## ASSIGNMENT
Take the material below and restate it word for word, stopping after the line in which "Default, Serialize, Deserialize, PartialEq)]" occurs.

## DATA SHOWN
»»

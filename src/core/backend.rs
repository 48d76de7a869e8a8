use std::sync::Arc;

use async_trait::async_trait;
use futures::stream::BoxStream;
use serde::{Deserialize, Serialize};
use thiserror::Error;

use crate::core::sse::SseFrame;

#[derive(Debug, Clone, Error)]
pub enum BackendError {
    #[error("request timeout: {0}")]
    Timeout(String),
    #[error("connection failed: {0}")]
    Connection(String),
    #[error("HTTP {status}: {body}")]
    Http { status: u16, body: String },
    #[error("invalid response: {0}")]
    Decode(String),
    #[error("backend rejected {operation}: status \"{status}\"")]
    Rejected { operation: String, status: String },
    #[error("transport error: {0}")]
    Transport(String),
}

#[derive(Debug, Clone, Serialize, Deserialize, PartialEq)]
#[serde(rename_all = "camelCase")]
pub struct EnqueueRequest {
    pub url: String,
    pub title: String,
    pub artist: String,
    pub download_path: String,
    pub task_id: String,
    #[serde(skip_serializing_if = "Option::is_none")]
    pub quality: Option<String>,
    #[serde(skip_serializing_if = "Option::is_none")]
    pub format: Option<String>,
}

#[derive(Debug, Clone, Deserialize)]
#[serde(rename_all = "camelCase")]
pub struct EnqueueResponse {
    pub status: String,
    #[serde(default)]
    pub queue_position: Option<u32>,
}

#[derive(Debug, Clone, Deserialize)]
pub struct AckResponse {
    pub status: String,
    #[serde(default)]
    pub message: Option<String>,
}

#[derive(Debug, Clone, Copy, Serialize, Deserialize, PartialEq, Eq)]
#[serde(rename_all = "lowercase")]
pub enum ClearKind {
    Completed,
    Failed,
}

impl ClearKind {
    pub fn parse(raw: &str) -> Option<Self> {
        match raw.trim().to_ascii_lowercase().as_str() {
            "completed" => Some(ClearKind::Completed),
            "failed" => Some(ClearKind::Failed),
            _ => None,
        }
    }
}

/// One task as the backend reports it in the queue snapshot.
#[derive(Debug, Clone, Default, Serialize, Deserialize, PartialEq)]
#[serde(rename_all = "camelCase")]
pub struct QueueRecord {
    pub id: String,
    pub status: String,
    #[serde(default)]
    pub progress: Option<f64>,
    #[serde(default)]
    pub stage: Option<String>,
    #[serde(default)]
    pub message: Option<String>,
    #[serde(default)]
    pub error: Option<String>,
    #[serde(default)]
    pub can_cancel: Option<bool>,
    #[serde(default)]
    pub can_retry: Option<bool>,
    #[serde(default)]
    pub retry_count: Option<u32>,
}

/// The snapshot endpoint answers either with a bare list or wrapped in an object.
#[derive(Debug, Deserialize)]
#[serde(untagged)]
pub enum QueueSnapshot {
    List(Vec<QueueRecord>),
    Wrapped {
        #[serde(alias = "tasks", alias = "downloads")]
        queue: Vec<QueueRecord>,
    },
}

impl QueueSnapshot {
    pub fn into_records(self) -> Vec<QueueRecord> {
        match self {
            QueueSnapshot::List(records) => records,
            QueueSnapshot::Wrapped { queue } => queue,
        }
    }
}

#[derive(Debug, Clone, Copy, Serialize, Deserialize, PartialEq, Eq)]
#[serde(rename_all = "lowercase")]
pub enum HealthStatus {
    Healthy,
    Degraded,
    Unhealthy,
}

#[derive(Debug, Clone, Serialize, Deserialize)]
pub struct HealthReport {
    pub status: HealthStatus,
    #[serde(default)]
    pub details: Option<String>,
}

#[derive(Debug, Clone, Default, Deserialize, PartialEq)]
#[serde(rename_all = "camelCase")]
pub struct ProgressEvent {
    pub task_id: String,
    #[serde(default)]
    pub stage: Option<String>,
    #[serde(default)]
    pub progress: Option<f64>,
    #[serde(default)]
    pub downloaded_bytes: Option<u64>,
    #[serde(default)]
    pub total_bytes: Option<u64>,
    #[serde(default)]
    pub message: Option<String>,
}

#[derive(Debug, Clone, Default, Deserialize, PartialEq)]
#[serde(rename_all = "camelCase")]
pub struct CompleteEvent {
    pub task_id: String,
    #[serde(default)]
    pub file_size: Option<u64>,
    #[serde(default)]
    pub quality: Option<String>,
    #[serde(default)]
    pub format: Option<String>,
    #[serde(default)]
    pub result: Option<serde_json::Value>,
}

#[derive(Debug, Clone, Default, Deserialize, PartialEq)]
#[serde(rename_all = "camelCase")]
pub struct ErrorEvent {
    pub task_id: String,
    #[serde(default)]
    pub error: Option<String>,
}

#[derive(Debug, Clone, PartialEq)]
pub enum PushEvent {
    Progress(ProgressEvent),
    Complete(CompleteEvent),
    Error(ErrorEvent),
}

impl PushEvent {
    pub fn task_id(&self) -> &str {
        match self {
            PushEvent::Progress(e) => &e.task_id,
            PushEvent::Complete(e) => &e.task_id,
            PushEvent::Error(e) => &e.task_id,
        }
    }

    /// Decode an event-stream frame. The event name comes from the `event:`
    /// line, or from a `type` field inside the payload when the line is absent.
    pub fn from_frame(frame: &SseFrame) -> Option<PushEvent> {
        let value: serde_json::Value = match serde_json::from_str(&frame.data) {
            Ok(v) => v,
            Err(e) => {
                tracing::warn!("Dropping undecodable push payload: {}", e);
                return None;
            }
        };
        let name = frame
            .event
            .clone()
            .or_else(|| value.get("type").and_then(|t| t.as_str()).map(str::to_string))?;
        let payload = value.get("data").cloned().unwrap_or(value);

        let decoded = match name.as_str() {
            "download_progress" => serde_json::from_value(payload).map(PushEvent::Progress),
            "download_complete" => serde_json::from_value(payload).map(PushEvent::Complete),
            "download_error" => serde_json::from_value(payload).map(PushEvent::Error),
            _ => return None,
        };
        match decoded {
            Ok(event) => Some(event),
            Err(e) => {
                tracing::warn!("Dropping malformed '{}' event: {}", name, e);
                None
            }
        }
    }
}

pub type EventStream = BoxStream<'static, Result<PushEvent, BackendError>>;

/// Everything the orchestration layer asks of the download backend.
#[async_trait]
pub trait BackendClient: Send + Sync {
    async fn enqueue(&self, request: &EnqueueRequest) -> Result<EnqueueResponse, BackendError>;
    async fn cancel(&self, task_id: &str) -> Result<(), BackendError>;
    async fn retry(&self, task_id: &str) -> Result<(), BackendError>;
    async fn clear(&self, kind: ClearKind) -> Result<(), BackendError>;
    async fn update_settings(&self, max_concurrent_downloads: u32) -> Result<(), BackendError>;
    async fn queue_status(&self) -> Result<Vec<QueueRecord>, BackendError>;
    async fn health(&self) -> Result<HealthReport, BackendError>;
    async fn open_event_stream(&self) -> Result<EventStream, BackendError>;
}

/// Builds fresh backend clients; the reconnect strategy tears the old one down
/// and asks for a new one.
pub trait BackendConnector: Send + Sync {
    fn connect(&self) -> anyhow::Result<Arc<dyn BackendClient>>;
}

#[cfg(test)]
mod tests {
    use super::*;

    fn frame(event: Option<&str>, data: &str) -> SseFrame {
        SseFrame {
            event: event.map(str::to_string),
            data: data.to_string(),
            id: None,
        }
    }

    #[test]
    fn progress_frame_with_byte_counts() {
        let ev = PushEvent::from_frame(&frame(
            Some("download_progress"),
            r#"{"taskId":"t1","stage":"downloading","downloadedBytes":50,"totalBytes":200}"#,
        ))
        .unwrap();
        match ev {
            PushEvent::Progress(p) => {
                assert_eq!(p.task_id, "t1");
                assert_eq!(p.downloaded_bytes, Some(50));
                assert_eq!(p.total_bytes, Some(200));
                assert_eq!(p.progress, None);
            }
            other => panic!("unexpected {:?}", other),
        }
    }

    #[test]
    fn type_field_used_when_event_line_missing() {
        let ev = PushEvent::from_frame(&frame(
            None,
            r#"{"type":"download_error","data":{"taskId":"t2","error":"HTTP 403"}}"#,
        ))
        .unwrap();
        assert_eq!(
            ev,
            PushEvent::Error(ErrorEvent {
                task_id: "t2".into(),
                error: Some("HTTP 403".into()),
            })
        );
    }

    #[test]
    fn unknown_and_malformed_frames_are_dropped() {
        assert!(PushEvent::from_frame(&frame(Some("heartbeat"), "{}")).is_none());
        assert!(PushEvent::from_frame(&frame(Some("download_complete"), "not json")).is_none());
        assert!(PushEvent::from_frame(&frame(Some("download_complete"), r#"{"fileSize":1}"#)).is_none());
    }

    #[test]
    fn snapshot_accepts_list_and_wrapped_forms() {
        let list: QueueSnapshot =
            serde_json::from_str(r#"[{"id":"a","status":"queued"}]"#).unwrap();
        assert_eq!(list.into_records().len(), 1);

        let wrapped: QueueSnapshot = serde_json::from_str(
            r#"{"queue":[{"id":"a","status":"failed","error":"boom","canRetry":true,"retryCount":2}]}"#,
        )
        .unwrap();
        let records = wrapped.into_records();
        assert_eq!(records[0].retry_count, Some(2));
        assert_eq!(records[0].can_retry, Some(true));
    }

    #[test]
    fn enqueue_request_uses_camel_case() {
        let req = EnqueueRequest {
            url: "https://example.com/t".into(),
            title: "T".into(),
            artist: "A".into(),
            download_path: "/music/A - T.mp3".into(),
            task_id: "id-1".into(),
            quality: Some("320".into()),
            format: None,
        };
        let json = serde_json::to_value(&req).unwrap();
        assert_eq!(json["downloadPath"], "/music/A - T.mp3");
        assert_eq!(json["taskId"], "id-1");
        assert!(json.get("format").is_none());
    }
}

««

## SOLVED EXERCISE
filename src/core/backend.rs
repository 48d76de7a869e8a8
use std::sync::Arc;

use async_trait::async_trait;
use futures::stream::BoxStream;
use serde::{Deserialize, Serialize};
use thiserror::Error;

use crate::core::sse::SseFrame;

#[derive(Debug, Clone, Error)]
pub enum BackendError {
    #[error("request timeout: {0}")]
    Timeout(String),
    #[error("connection failed: {0}")]
    Connection(String),
    #[error("HTTP {status}: {body}")]
    Http { status: u16, body: String },
    #[error("invalid response: {0}")]
    Decode(String),
    #[error("backend rejected {operation}: status \"{status}\"")]
    Rejected { operation: String, status: String },
    #[error("transport error: {0}")]
    Transport(String),
}

#[derive(Debug, Clone, Serialize, Deserialize, PartialEq)]
#[serde(rename_all = "camelCase")]
pub struct EnqueueRequest {
    pub url: String,
    pub title: String,
    pub artist: String,
    pub download_path: String,
    pub task_id: String,
    #[serde(skip_serializing_if = "Option::is_none")]
    pub quality: Option<String>,
    #[serde(skip_serializing_if = "Option::is_none")]
    pub format: Option<String>,
}

#[derive(Debug, Clone, Deserialize)]
#[serde(rename_all = "camelCase")]
pub struct EnqueueResponse {
    pub status: String,
    #[serde(default)]
    pub queue_position: Option<u32>,
}

#[derive(Debug, Clone, Deserialize)]
pub struct AckResponse {
    pub status: String,
    #[serde(default)]
    pub message: Option<String>,
}

#[derive(Debug, Clone, Copy, Serialize, Deserialize, PartialEq, Eq)]
#[serde(rename_all = "lowercase")]
pub enum ClearKind {
    Completed,
    Failed,
}

impl ClearKind {
    pub fn parse(raw: &str) -> Option<Self> {
        match raw.trim().to_ascii_lowercase().as_str() {
            "completed" => Some(ClearKind::Completed),
            "failed" => Some(ClearKind::Failed),
            _ => None,
        }
    }
}

/// One task as the backend reports it in the queue snapshot.
#[derive(Debug, Clone, Default, Serialize, Deserialize, PartialEq)]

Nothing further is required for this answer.